What Covered Calls are good for (and where they can go wrong).

One of the most common option trades is a covered call. A covered call is when an investor owns stock and sells an (out of the money) call against that stock. The result is a lower cost basis in the stock and the potential to collect the premium from the call sale. Ideally, the investor also sees gains in the stock. Here’s an example:

An investor owns 100 shares of Apple (AAPL) they bought for $130. They sell 1 May 21st $140 call at $1.80. That lowers their overall cost basis in the stock to $128.20 ($130.00 – $1.80).

If the stock is at or below $140 on May 21st the investor would collect the entire $1.80. So, an ideal situation is for the stock to go higher, but not higher than $140.

This strategy can lower the cost basis in the stock and it could be repeated for several expirations. However, if the stock moves higher – above the level of the call strike – the investor could be called away in the stock.

If the intention is not to sell (be called away in) the stock, the investor would need to buy the call back (cover the short call), likely at a loss. The cost to cover that call is uncapped. An example:

The investor sells the 140 call at $1.80. The stock goes to $150. With the short call so far in the money, it is likely that the investor will be called away at $140. Assuming the intention is to remain long the stock, then the investor would need to buy to cover the call – likely at a cost of over $10.

Because the upside risk of a short call is not defined, a covered call is one strategy that might best suit an investor who is willing to be called away in the stock. If the investor’s intent is to remain long, covering that short call at a loss may be costly on potential stock gains and erode any premium collected up to that point.


Income Generation alternatives via Iron Condors

As an alternative, a credit Iron Condor is a strategy that looks to collect income by selling both an out of the money credit call spread and an out of the money credit put spread. Traders use credit Iron Condors for several purposes, often outside of stock ownership. The first is simply as a neutral or range trade, looking to receive a credit if a stock stays within a range. A second use is to short volatility, especially farther out in time. Here we’ll discuss a third use, as potential income generation for a long stock position. One that does not necessarily cap potential gains in the stock. Here’s an example, using the expected move via Options AI:

An investor owns 100 shares of Apple, bought for $130. They sell the Apple May 21st 115/120/140/145 Iron Condor at 1.50. This could lower their overall cost basis to $128.50 (at expiration).

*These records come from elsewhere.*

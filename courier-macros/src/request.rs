//! Request derives.
//!
//! This module contains:
//! - `request_impl` - expansion of `#[derive(Request)]`
//! - `stream_request_impl` - expansion of `#[derive(StreamRequest)]`

use proc_macro2::TokenStream;
use quote::quote;
use syn::{
    Attribute, DeriveInput, Expr, Ident, LitInt, Token, Type,
    parse::{Parse, ParseStream},
};

struct RequestArgs {
    response: Option<Type>,
    cache_key: Option<Expr>,
    ttl_secs: Option<u64>,
}

impl Parse for RequestArgs {
    fn parse(input: ParseStream) -> syn::Result<Self> {
        let mut response = None;
        let mut cache_key = None;
        let mut ttl_secs = None;

        while !input.is_empty() {
            let ident: Ident = input.parse()?;
            input.parse::<Token![=]>()?;

            match ident.to_string().as_str() {
                "response" => response = Some(input.parse()?),
                "cache_key" => cache_key = Some(input.parse()?),
                "ttl_secs" => {
                    let lit: LitInt = input.parse()?;
                    ttl_secs = Some(lit.base10_parse()?);
                }
                other => {
                    return Err(syn::Error::new(
                        ident.span(),
                        format!("unknown request attribute: {other}"),
                    ));
                }
            }

            if input.peek(Token![,]) {
                input.parse::<Token![,]>()?;
            }
        }

        Ok(RequestArgs {
            response,
            cache_key,
            ttl_secs,
        })
    }
}

struct StreamArgs {
    item: Type,
}

impl Parse for StreamArgs {
    fn parse(input: ParseStream) -> syn::Result<Self> {
        let ident: Ident = input.parse()?;
        if ident != "item" {
            return Err(syn::Error::new(
                ident.span(),
                format!("unknown stream_request attribute: {ident}"),
            ));
        }
        input.parse::<Token![=]>()?;
        let item = input.parse()?;
        if input.peek(Token![,]) {
            input.parse::<Token![,]>()?;
        }
        Ok(StreamArgs { item })
    }
}

fn find_attr<'a>(attrs: &'a [Attribute], name: &str) -> Option<&'a Attribute> {
    attrs.iter().find(|attr| attr.path().is_ident(name))
}

pub(crate) fn request_impl(input: &DeriveInput) -> syn::Result<TokenStream> {
    let name = &input.ident;
    let (impl_generics, ty_generics, where_clause) = input.generics.split_for_impl();

    let args = match find_attr(&input.attrs, "request") {
        Some(attr) => attr.parse_args::<RequestArgs>()?,
        None => RequestArgs {
            response: None,
            cache_key: None,
            ttl_secs: None,
        },
    };

    let response = args
        .response
        .map_or_else(|| quote! { () }, |ty| quote! { #ty });

    let cache_policy = match (args.cache_key, args.ttl_secs) {
        (Some(key), ttl) => {
            let with_ttl = ttl.map(|secs| {
                quote! { .with_ttl(::std::time::Duration::from_secs(#secs)) }
            });
            Some(quote! {
                fn cache_policy(&self) -> ::core::option::Option<::courier::CachePolicy<Self::Response>> {
                    ::core::option::Option::Some(::courier::CachePolicy::new(#key) #with_ttl)
                }
            })
        }
        (None, Some(_)) => {
            return Err(syn::Error::new_spanned(
                name,
                "`ttl_secs` requires `cache_key`",
            ));
        }
        (None, None) => None,
    };

    Ok(quote! {
        impl #impl_generics ::courier::Request for #name #ty_generics #where_clause {
            type Response = #response;

            #cache_policy
        }
    })
}

pub(crate) fn stream_request_impl(input: &DeriveInput) -> syn::Result<TokenStream> {
    let name = &input.ident;
    let (impl_generics, ty_generics, where_clause) = input.generics.split_for_impl();

    let Some(attr) = find_attr(&input.attrs, "stream_request") else {
        return Err(syn::Error::new_spanned(
            name,
            "missing `#[stream_request(item = Type)]`",
        ));
    };
    let StreamArgs { item } = attr.parse_args()?;

    Ok(quote! {
        impl #impl_generics ::courier::StreamRequest for #name #ty_generics #where_clause {
            type Item = #item;
        }
    })
}
//! # courier - In-Process Request Dispatch
//!
//! `courier` sends a request value to the single handler bound to its type,
//! through an ordered pipeline of behaviors.
//!
//! ```text
//! caller -> dispatch(request)
//!        -> b_n -> ... -> b_1 -> handler
//!        <- response (or error, unchanged by the pipeline)
//! ```
//!
//! ## Quick Start
//!
//! ```rust,ignore
//! use courier::prelude::*;
//!
//! struct GetGreeting { name: String }
//!
//! impl Request for GetGreeting {
//!     type Response = String;
//! }
//!
//! struct GreetingHandler;
//!
//! impl Handler<GetGreeting> for GreetingHandler {
//!     async fn handle(&self, req: &GetGreeting, _cancel: &CancellationToken) -> Result<String, CourierError> {
//!         Ok(format!("Hello, {}!", req.name))
//!     }
//! }
//!
//! let dispatcher = DispatcherBuilder::new()
//!     .use_logging()
//!     .register_handler_instance::<GetGreeting, _>(GreetingHandler)?
//!     .build()?;
//!
//! let greeting = dispatcher.dispatch(GetGreeting { name: "Ada".into() }).await?;
//! ```
//!
//! ## Lifetimes
//!
//! | [`Lifetime`] | Handler and behaviors resolved |
//! |---|---|
//! | `Reusable` | once per root container, then reused; per call inside a scope |
//! | `CallScoped` | on every dispatch |
//! | `ScopeScoped` | on every dispatch, inside a resource scope released when the call ends |
//!
//! ## Streams
//!
//! [`Dispatcher::dispatch_stream`] is lazy: nothing is resolved, and no
//! error surfaces, until the returned stream is first polled.

#![deny(clippy::wildcard_imports)]
#![warn(missing_docs)]

mod builder;
mod cache;
mod dispatcher;
mod lifetime;
mod pipeline;
mod presets;
mod registry;
mod stream;

#[cfg(feature = "tower")]
mod tower;

pub use builder::DispatcherBuilder;
pub use dispatcher::Dispatcher;

#[cfg(feature = "tower")]
pub use crate::tower::ServiceHandler;

pub use courier_core::{
    AnyRequest, Behavior, BoxError, CachePolicy, CacheProvider, CacheValue, CancellationToken,
    ClosedBehavior, ClosedStreamBehavior, ConfigError, Container, ContainerId, CourierError,
    DynBehavior, DynCacheProvider, DynHandler, DynValidator, ErasedCachePolicy, Handler, Lifetime,
    Next, Payload, PayloadStream, Request, RequestBehavior, RequestContext, RequestStreamBehavior,
    ResolveError, ServiceKey, StreamBehavior, StreamHandler, StreamNext, StreamRequest, TypedNext,
    TypedStreamNext, ValidationError, ValidationFailure, Validator, downcast_item,
    downcast_response,
};

/// Standard behaviors.
pub mod behaviors {
    pub use courier_std::behaviors::{
        CachingBehavior, CachingOptions, LoggingBehavior, StreamLoggingBehavior, TimeoutBehavior,
        ValidationBehavior, ValidatorTable,
    };
}

/// Cache providers.
pub mod cache_providers {
    pub use courier_std::cache::MemoryCache;
}

/// The default service container.
pub mod container {
    pub use courier_std::container::{
        ServiceCollection, ServiceFactory, ServiceLifetime, ServiceProvider, ServiceScope,
    };
}

/// Handler decorators.
pub mod handlers {
    pub use courier_std::handlers::{Retry, RetryPolicy};
}

/// Testing utilities.
pub mod testing {
    pub use courier_std::testing::{
        CacheUnavailable, CallCounter, FailingCacheProvider, RecordingBehavior, RecordingLog,
    };
}

/// Prelude module - common imports for courier.
///
/// # Usage
///
/// ```rust,ignore
/// use courier::prelude::*;
/// ```
pub mod prelude {
    pub use crate::{
        Behavior, CachePolicy, CancellationToken, ConfigError, Container, CourierError, Dispatcher,
        DispatcherBuilder, Handler, Lifetime, Next, Payload, Request, RequestBehavior,
        RequestContext, StreamHandler, StreamRequest, TypedNext, ValidationFailure, Validator,
    };
}

#[cfg(feature = "macros")]
pub use courier_macros::{Request, StreamRequest};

If the stock is between 120 and 140 on May 21st the investor would collect the entire $1.50 as added income to stock gains, or as a small buffer vs. losses.

Here is a visualization of that credit Iron Condor position, via Options AI:

The credit Iron Condor simultaneously sells the 140/145 credit call spread and the 120/115 credit put spread. Net/net, the trade collects 1.50, very close to the 1.80 of the covered call above. However, if the stock goes above 145, the losses from the Condor are capped (at 3.50) whereas the covered call has no cap. Potential gains in the stock resume above that level.

If the stock is below 115 or above 145, the investor would lose 3.50 vs gains or losses in the stock.

You can see the various profit/loss scenarios of the condor itself on the Options AI chart below. The Condor itself becomes a max loss with the stock above $145, however, that loss is capped, and the long stock would resume gains as it moved above that level:

Remember, this should be balanced with an understanding of other risks specific to spreads (such as assignment and execution risk).

Or course, the Condor has risk in both directions. If the stock is below $115 on May 21st $3.50 is lost, adding to the losses in the stock. That differs from the covered call where the $1.80 credit is still collected.


Summary

A covered call is often thought of as a bullish strategy. And it is, up to a point. But the investor is capping potential gains in the stock. If the investor is simply looking to add income while holding onto a stock longer term, an Iron Condor can also be considered, as well as credit call spreads.

Options AI uses an expected move chart to help inform strike selection in more advanced trades like an Iron Condor, credit spreads and debit spreads. It generates trades by mapping strikes to your price target. The credit Iron Condor example was done in just a few clicks, in this example using the expected move from the options market to help guide strike selection:

The covered call was also set at the expected move and offered a good comparison for these purposes as both the credit Iron Condor and the short call collected similar premium.

Please note, any stocks and/or trading strategies referenced are for informational and educational purposes only and should in no way be construed as recommendations. The strategies depicted represent just a few of the many potential ways that options might be used to express any particular view. All prices are approximate at the time of writing. Option spreads involve additional risks that should be fully understood prior to investing.

Options AI offers a few free tools including an expected move calculator and an earnings calendar with expected moves.

*Note: technically one could be called away in the stock (or put the stock) if the Condor is left to expiry and the stock closes in the middle of either the call spread or the put spread. Those situations can be avoided by closing the options before expiry to keep their defined risk profile.